(Collected data entries)
---+---

// src/handlers/user.rs
use axum::{
    extract::{Path, State},
    http::StatusCode,
    response::{IntoResponse, Response},
    Json,
};
use tracing::{error, instrument};

use crate::dtos::user::{CreateUserRequest, MessageResponse, UpdateUserRequest, UserResponse};
use crate::error::AppError;
use crate::extract::Payload;
use crate::state::AppState;

/// Path ids that are not integers match no row.
fn parse_id(raw: &str) -> Option<i32> {
    raw.trim().parse().ok()
}

// GET /users - List all users
#[utoipa::path(
    get,
    path = "/users",
    tag = "users",
    summary = "Retrieve a list of users",
    responses(
        (status = 200, description = "A list of users.", body = [UserResponse]),
        (status = 500, description = "Storage failure.", body = MessageResponse),
    )
)]
#[instrument(skip(state))]
pub async fn list_users(State(state): State<AppState>) -> Result<Json<Vec<UserResponse>>, AppError> {
    match state.store.list().await {
        Ok(users) => Ok(Json(users.into_iter().map(UserResponse::from).collect())),
        Err(e) => {
            error!(?e, "Failed to fetch users");
            Err(e.into())
        }
    }
}

// GET /users/:id - Get single user, empty 200 when nothing matches
#[utoipa::path(
    get,
    path = "/users/{id}",
    tag = "users",
    summary = "Retrieve a user by id",
    params(("id" = i32, Path, description = "Numeric ID of the user to get")),
    responses(
        (status = 200, description = "The user, or an empty body when no user matches.", body = UserResponse),
        (status = 500, description = "Storage failure.", body = MessageResponse),
    )
)]
#[instrument(skip(state))]
pub async fn get_user(
    Path(id): Path<String>,
    State(state): State<AppState>,
) -> Result<Response, AppError> {
    let Some(id) = parse_id(&id) else {
        return Ok(StatusCode::OK.into_response());
    };

    let user = state.store.find(id).await.map_err(|e| {
        error!(?e, id, "Failed to fetch user");
        AppError::from(e)
    })?;

    Ok(match user {
        Some(user) => Json(UserResponse::from(user)).into_response(),
        None => StatusCode::OK.into_response(),
    })
}

// POST /users - Create new user
#[utoipa::path(
    post,
    path = "/users",
    tag = "users",
    summary = "Insert a user",
    request_body = CreateUserRequest,
    responses(
        (status = 201, description = "User inserted.", body = MessageResponse),
        (status = 500, description = "Insert failed.", body = MessageResponse),
    )
)]
#[instrument(skip(state, payload))]
pub async fn create_user(
    State(state): State<AppState>,
    Payload(payload): Payload<CreateUserRequest>,
) -> Result<(StatusCode, Json<MessageResponse>), AppError> {
    let created = state.store.create(payload.into()).await.map_err(|e| {
        error!(?e, "Failed to create user");
        AppError::from(e)
    })?;

    if created.is_none() {
        error!("Insert returned no user");
        return Err(AppError::failed());
    }

    Ok((StatusCode::CREATED, Json(MessageResponse::success())))
}

// PUT /users/:id - Update user
#[utoipa::path(
    put,
    path = "/users/{id}",
    tag = "users",
    summary = "Edit a user by id",
    params(("id" = i32, Path, description = "User id")),
    request_body = UpdateUserRequest,
    responses(
        (status = 204, description = "User updated."),
        (status = 500, description = "Update failed or no user matched.", body = MessageResponse),
    )
)]
#[instrument(skip(state, payload))]
pub async fn update_user(
    Path(id): Path<String>,
    State(state): State<AppState>,
    Payload(payload): Payload<UpdateUserRequest>,
) -> Result<StatusCode, AppError> {
    let Some(id) = parse_id(&id) else {
        return Err(AppError::failed());
    };

    let matched = state.store.update(id, payload.into()).await.map_err(|e| {
        error!(?e, id, "Failed to update user");
        AppError::from(e)
    })?;

    if !matched {
        return Err(AppError::failed());
    }

    Ok(StatusCode::NO_CONTENT)
}

// DELETE /users/:id - Delete user
#[utoipa::path(
    delete,
    path = "/users/{id}",
    tag = "users",
    summary = "Delete a user",
    params(("id" = i32, Path, description = "User id")),
    responses(
        (status = 200, description = "User deleted.", body = MessageResponse),
        (status = 500, description = "Delete failed or no user matched.", body = MessageResponse),
    )
)]
#[instrument(skip(state))]
pub async fn delete_user(
    Path(id): Path<String>,
    State(state): State<AppState>,
) -> Result<Json<MessageResponse>, AppError> {
    let Some(id) = parse_id(&id) else {
        return Err(AppError::failed());
    };

    let removed = state.store.delete(id).await.map_err(|e| {
        error!(?e, id, "Failed to delete user");
        AppError::from(e)
    })?;

    if !removed {
        return Err(AppError::failed());
    }

    Ok(Json(MessageResponse::success()))
}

---+---

Set the entries down again, unchanged and complete.

// src/handlers/user.rs
use axum::{
    extract::{Path, State},
    http::StatusCode,
    response::{IntoResponse, Response},
    Json,
};
use tracing::{error, instrument};

use crate::dtos::user::{CreateUserRequest, MessageResponse, UpdateUserRequest, UserResponse};
use crate::error::AppError;
use crate::extract::Payload;
use crate::state::AppState;

/// Path ids that are not integers match no row.
fn parse_id(raw: &str) -> Option<i32> {
    raw.trim().parse().ok()
}

// GET /users - List all users
#[utoipa::path(
    get,
    path = "/users",
    tag = "users",
    summary = "Retrieve a list of users",
    responses(
        (status = 200, description = "A list of users.", body = [UserResponse]),
        (status = 500, description = "Storage failure.", body = MessageResponse),
    )
)]
#[instrument(skip(state))]
pub async fn list_users(State(state): State<AppState>) -> Result<Json<Vec<UserResponse>>, AppError> {
    match state.store.list().await {
        Ok(users) => Ok(Json(users.into_iter().map(UserResponse::from).collect())),
        Err(e) => {
            error!(?e, "Failed to fetch users");
            Err(e.into())
        }
    }
}

// GET /users/:id - Get single user, empty 200 when nothing matches
#[utoipa::path(
    get,
    path = "/users/{id}",
    tag = "users",
    summary = "Retrieve a user by id",
    params(("id" = i32, Path, description = "Numeric ID of the user to get")),
    responses(
        (status = 200, description = "The user, or an empty body when no user matches.", body = UserResponse),
        (status = 500, description = "Storage failure.", body = MessageResponse),
    )
)]
#[instrument(skip(state))]
pub async fn get_user(
    Path(id): Path<String>,
    State(state): State<AppState>,
) -> Result<Response, AppError> {
    let Some(id) = parse_id(&id) else {
        return Ok(StatusCode::OK.into_response());
    };

    let user = state.store.find(id).await.map_err(|e| {
        error!(?e, id, "Failed to fetch user");
        AppError::from(e)
    })?;

    Ok(match user {
        Some(user) => Json(UserResponse::from(user)).into_response(),
        None => StatusCode::OK.into_response(),
    })
}

// POST /users - Create new user
#[utoipa::path(
    post,
    path = "/users",
    tag = "users",
    summary = "Insert a user",
    request_body = CreateUserRequest,
    responses(
        (status = 201, description = "User inserted.", body = MessageResponse),
        (status = 500, description = "Insert failed.", body = MessageResponse),
    )
)]
#[instrument(skip(state, payload))]
pub async fn create_user(
    State(state): State<AppState>,
    Payload(payload): Payload<CreateUserRequest>,
) -> Result<(StatusCode, Json<MessageResponse>), AppError> {
    let created = state.store.create(payload.into()).await.map_err(|e| {
        error!(?e, "Failed to create user");
        AppError::from(e)
    })?;

    if created.is_none() {
        error!("Insert returned no user");
        return Err(AppError::failed());
    }

    Ok((StatusCode::CREATED, Json(MessageResponse::success())))
}

// PUT /users/:id - Update user
#[utoipa::path(
    put,
    path = "/users/{id}",
    tag = "users",
    summary = "Edit a user by id",
    params(("id" = i32, Path, description = "User id")),
    request_body = UpdateUserRequest,
    responses(
        (status = 204, description = "User updated."),
        (status = 500, description = "Update failed or no user matched.", body = MessageResponse),
    )
)]
#[instrument(skip(state, payload))]
pub async fn update_user(
    Path(id): Path<String>,
    State(state): State<AppState>,
    Payload(payload): Payload<UpdateUserRequest>,
) -> Result<StatusCode, AppError> {
    let Some(id) = parse_id(&id) else {
        return Err(AppError::failed());
    };

    let matched = state.store.update(id, payload.into()).await.map_err(|e| {
        error!(?e, id, "Failed to update user");
        AppError::from(e)
    })?;

    if !matched {
        return Err(AppError::failed());
    }

    Ok(StatusCode::NO_CONTENT)
}

// DELETE /users/:id - Delete user
#[utoipa::path(
    delete,
    path = "/users/{id}",
    tag = "users",
    summary = "Delete a user",
    params(("id" = i32, Path, description = "User id")),
    responses(
        (status = 200, description = "User deleted.", body = MessageResponse),
        (status = 500, description = "Delete failed or no user matched.", body = MessageResponse),
    )
)]
#[instrument(skip(state))]
pub async fn delete_user(
    Path(id): Path<String>,
    State(state): State<AppState>,
) -> Result<Json<MessageResponse>, AppError> {
    let Some(id) = parse_id(&id) else {
        return Err(AppError::failed());
    };

    let removed = state.store.delete(id).await.map_err(|e| {
        error!(?e, id, "Failed to delete user");
        AppError::from(e)
    })?;

    if !removed {
        return Err(AppError::failed());
    }

    Ok(Json(MessageResponse::success()))
}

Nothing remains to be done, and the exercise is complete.